++++ Source data

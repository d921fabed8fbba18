//! Enlir ETL CLI
//!
//! Command-line tool for validating, transforming, merging and querying
//! Enlir worksheet exports.

use clap::{Args, Parser, Subcommand};
use enlir_core::{
    scan_import_dir, validate_import, EntityKind, EnlirRepository, EtlConfig, MergeManager,
    MergeOptions, MergeRun, MergeStorage, SnapshotStore, TransformManager, TransformStorage,
};
use std::path::{Path, PathBuf};
use tracing_subscriber::prelude::*;
use tracing_subscriber::EnvFilter;

#[derive(Parser)]
#[command(name = "enlir-cli")]
#[command(about = "Enlir worksheet ETL", long_about = None)]
#[command(version)]
struct Cli {
    /// Configuration file (JSON); defaults apply when it does not exist
    #[arg(short, long, global = true, default_value = "enlir.json")]
    config: PathBuf,

    /// Snapshot store directory, overriding the config
    #[arg(short, long, global = true)]
    store: Option<PathBuf>,

    #[command(subcommand)]
    command: Commands,
}

#[derive(Args)]
struct MergeFlags {
    /// Abort on ambiguous joins and suspicious relic names
    #[arg(long)]
    strict: bool,

    /// Resolve Other sources the way older snapshots were built
    #[arg(long)]
    legacy_other_sources: bool,
}

impl MergeFlags {
    fn apply(&self, mut options: MergeOptions) -> MergeOptions {
        options.strict_joins |= self.strict;
        options.legacy_other_source_lookup |= self.legacy_other_sources;
        options
    }
}

#[derive(Subcommand)]
enum Commands {
    /// Check that every worksheet is present with its required columns
    Validate {
        /// Directory of worksheet CSV exports, overriding the config
        #[arg(short, long)]
        input: Option<PathBuf>,
    },

    /// Transform worksheets and store a transform snapshot
    Transform {
        /// Directory of worksheet CSV exports, overriding the config
        #[arg(short, long)]
        input: Option<PathBuf>,
    },

    /// Merge a transform snapshot and store a merge snapshot
    Merge {
        /// Transform snapshot to merge; the latest one by default
        #[arg(long)]
        snapshot: Option<PathBuf>,

        #[command(flatten)]
        flags: MergeFlags,
    },

    /// Transform and merge in one go
    Run {
        /// Directory of worksheet CSV exports, overriding the config
        #[arg(short, long)]
        input: Option<PathBuf>,

        #[command(flatten)]
        flags: MergeFlags,
    },

    /// Print one record of the latest merge snapshot as JSON
    Show {
        /// Entity collection, e.g. soul_breaks
        #[arg(short, long)]
        entity: EntityKind,

        #[arg(long)]
        id: u32,
    },

    /// Find records whose label contains some text
    Search {
        /// Entity collection, e.g. soul_breaks
        #[arg(short, long)]
        entity: EntityKind,

        #[arg(short, long)]
        text: String,
    },

    /// List the id/label lookup for an entity collection
    Lookups {
        /// Entity collection, e.g. soul_breaks
        #[arg(short, long)]
        entity: EntityKind,
    },

    /// Write a configuration file template
    CreateConfig {
        /// Output path for the config file
        #[arg(short, long)]
        output: PathBuf,
    },
}

fn main() {
    let cli = Cli::parse();

    if let Err(e) = run(cli) {
        eprintln!("Error: {}", e);
        std::process::exit(1);
    }
}

fn init_logging(config: &EtlConfig) {
    let filter = EnvFilter::try_from_default_env()
        .unwrap_or_else(|_| EnvFilter::new(&config.log_filter));
    tracing_subscriber::registry()
        .with(filter)
        .with(tracing_subscriber::fmt::layer().with_writer(std::io::stderr))
        .init();
}

fn run(cli: Cli) -> enlir_core::Result<()> {
    if let Commands::CreateConfig { output } = &cli.command {
        return cmd_create_config(output);
    }

    let mut config = EtlConfig::load_or_default(&cli.config)?;
    if let Some(store) = cli.store {
        config.storage_dir = store;
    }
    init_logging(&config);
    tracing::debug!(config = %cli.config.display(), store = %config.storage_dir.display(), "loaded configuration");

    let store = SnapshotStore::new(&config.storage_dir);

    match cli.command {
        Commands::Validate { input } => cmd_validate(input.as_deref().unwrap_or(config.import_dir.as_path())),
        Commands::Transform { input } => {
            cmd_transform(input.as_deref().unwrap_or(config.import_dir.as_path()), &store).map(|_| ())
        }
        Commands::Merge { snapshot, flags } => {
            cmd_merge(snapshot.as_deref(), &store, flags.apply(config.merge))
        }
        Commands::Run { input, flags } => {
            let path = cmd_transform(input.as_deref().unwrap_or(config.import_dir.as_path()), &store)?;
            cmd_merge(Some(path.as_path()), &store, flags.apply(config.merge))
        }
        Commands::Show { entity, id } => cmd_show(&store, entity, id),
        Commands::Search { entity, text } => cmd_search(&store, entity, &text),
        Commands::Lookups { entity } => cmd_lookups(&store, entity),
        Commands::CreateConfig { .. } => Ok(()),
    }
}

fn cmd_validate(input: &Path) -> enlir_core::Result<()> {
    let import = scan_import_dir(input)?;
    let report = validate_import(&import);

    println!("Scanned {}: {} worksheets, {} rows", input.display(), import.sheets.len(), import.total_rows());
    for path in &import.ignored_files {
        println!("  ignored {}", path.display());
    }
    println!();
    print!("{}", report);

    if !report.is_valid() {
        std::process::exit(1);
    }
    Ok(())
}

fn cmd_transform(input: &Path, store: &SnapshotStore) -> enlir_core::Result<PathBuf> {
    let import = scan_import_dir(input)?;
    let results = TransformManager::new().transform_all(&import)?;

    println!("Transformed {} worksheets from {}:", import.sheets.len(), input.display());
    for (kind, count) in results.counts() {
        println!("  {:<18} {}", kind.name(), count);
    }

    let path = store.store_transform_results(&results)?;
    println!("Stored transform snapshot: {}", path.display());
    Ok(path)
}

fn cmd_merge(snapshot: Option<&Path>, store: &SnapshotStore, options: MergeOptions) -> enlir_core::Result<()> {
    let manager = MergeManager::new(store, options);
    let run = match snapshot {
        Some(path) => manager.merge_from_path(path)?,
        None => manager.merge_latest()?,
    };

    print_diagnostics(&run);

    let path = store.store_merge_results(&run.results)?;
    println!();
    println!("Stored merge snapshot: {}", path.display());
    Ok(())
}

fn print_diagnostics(run: &MergeRun) {
    let diagnostics = &run.diagnostics;

    println!("Merge passes:");
    for stats in &diagnostics.passes {
        println!("  {:<32} {:>6} linked {:>6} unresolved", stats.pass, stats.touched, stats.unresolved);
    }

    if !diagnostics.missing_statuses.is_empty() {
        println!("\nMissing statuses ({}):", diagnostics.missing_statuses.len());
        for token in &diagnostics.missing_statuses {
            println!("  [{}]", token);
        }
    }
    if !diagnostics.unresolved_other_sources.is_empty() {
        println!("\nUnresolved other sources ({}):", diagnostics.unresolved_other_sources.len());
        for other in &diagnostics.unresolved_other_sources {
            println!("  {}", other);
        }
    }
    if !diagnostics.suspicious_relic_names.is_empty() {
        println!("\nSuspicious relic names ({}):", diagnostics.suspicious_relic_names.len());
        for relic in &diagnostics.suspicious_relic_names {
            println!("  {}", relic);
        }
    }
}

fn cmd_show(store: &SnapshotStore, entity: EntityKind, id: u32) -> enlir_core::Result<()> {
    let repository = EnlirRepository::from_storage(store)?;
    let snapshot = repository.current();

    match snapshot.results.record_json(entity, id)? {
        Some(record) => {
            println!("{}", serde_json::to_string_pretty(&record)?);
            Ok(())
        }
        None => {
            eprintln!("No {} record with id {}", entity, id);
            std::process::exit(1);
        }
    }
}

fn cmd_search(store: &SnapshotStore, entity: EntityKind, text: &str) -> enlir_core::Result<()> {
    let repository = EnlirRepository::from_storage(store)?;
    let found = repository.current().results.search_labels(entity, text);

    println!("{} matching '{}' ({}):", entity, text, found.len());
    for entry in &found {
        println!("  {:>6}  {}", entry.id, entry.label);
    }
    Ok(())
}

fn cmd_lookups(store: &SnapshotStore, entity: EntityKind) -> enlir_core::Result<()> {
    let repository = EnlirRepository::from_storage(store)?;
    let snapshot = repository.current();
    let entries = snapshot.results.id_list(entity);

    println!("{} ({}):", entity, entries.len());
    for entry in entries {
        println!("  {:>6}  {}", entry.id, entry.label);
    }
    Ok(())
}

fn cmd_create_config(output: &Path) -> enlir_core::Result<()> {
    let config = EtlConfig::default();
    config.save(output)?;

    println!("Created config file: {}", output.display());
    println!();
    println!("Edit the file to point at your worksheet exports, then run:");
    println!("  enlir-cli --config {} run", output.display());
    Ok(())
}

++++++++

*The problem*
Restate verbatim the first line above and all lines after it through the line containing "long_about = None)]"; omit the rest.

*Answer for this exercise*
repository d921fabed8fbba18
//! Enlir ETL CLI
//!
//! Command-line tool for validating, transforming, merging and querying
//! Enlir worksheet exports.

use clap::{Args, Parser, Subcommand};
use enlir_core::{
    scan_import_dir, validate_import, EntityKind, EnlirRepository, EtlConfig, MergeManager,
    MergeOptions, MergeRun, MergeStorage, SnapshotStore, TransformManager, TransformStorage,
};
use std::path::{Path, PathBuf};
use tracing_subscriber::prelude::*;
use tracing_subscriber::EnvFilter;

#[derive(Parser)]
#[command(name = "enlir-cli")]
#[command(about = "Enlir worksheet ETL", long_about = None)]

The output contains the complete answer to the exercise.